Liné Malan

Personal information
- Born: 20 June 1992 (age 34) United Kingdom
- Height: 165 cm (5 ft 5 in)

Sport
- Sport: Field hockey
- Position: Midfield

Senior career
- Years: Team / Caps / Goals
- 2019–: Perth Thundersticks / - / -

National team
- Years: Team / Caps / Goals
- 2013: South Africa U–21 / 6 / (0)
- 2015–2016: South Africa / 26 / (0)

Medal record
| Women's field hockey |
| Representing South Africa |

= Liné Malan =

South African field hockey player (born 1992)

Liné Malan (born 20 June 1992) is a field hockey player from South Africa, who plays as a midfielder.

==Personal life==
Liné Malan was born in the United Kingdom. At the age of three, her family moved to Paarl, South Africa.

Her brother, Dawid, is an international cricketer for England.

==Career==
===Domestic leagues===
Malan has played domestically in South Africa, England and Australia.

In 2017, she played for the Wineland Wings in the season two of the South African Premier Hockey League.

Following her move to Australia in 2018, Malan has played regularly in the national league for Western Australian teams, the WA Diamonds in the AHL, and the Perth Thundersticks in the Hockey One.

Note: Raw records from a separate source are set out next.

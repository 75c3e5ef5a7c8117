//! Build-chain model: loading chains from a CI server, merging them, and
//! keeping per-day history with suite pass rates.

pub mod context;
pub mod failure_rate;
pub mod history;
pub mod keys;
pub mod loader;
mod exports;
mod progress;
mod report;
mod styling;
mod summary;
mod tables;

pub use exports::{export_history, export_status, export_update_info};
pub use progress::PhaseProgress;
pub use report::HistoryReport;
pub use styling::{dim, magenta_bold};
pub use summary::{print_history, print_status, render_history, render_status};

/// Prints the `ChainLens` banner to stderr.
pub fn print_banner() {
    eprintln!(
        r"
{} {}
  {}
",
        magenta_bold("🔗 ChainLens"),
        dim(env!("CARGO_PKG_VERSION")),
        dim("Build chain status across CI servers")
    );
}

===International career===
====Under–21====
Liné Malan made her debut for the South Africa U–21 in 2013 at the FIH Junior World Cup in Mönchengladbach.

====National team====
Malan made her debut for the national team in 2015 during a test event in Cape Town against Chile and Belgium. She subsequently appeared at the 2014–15 FIH World League Semi-finals in Valencia.

She last represented the national team in 2016 during the Cape Town Summer Series.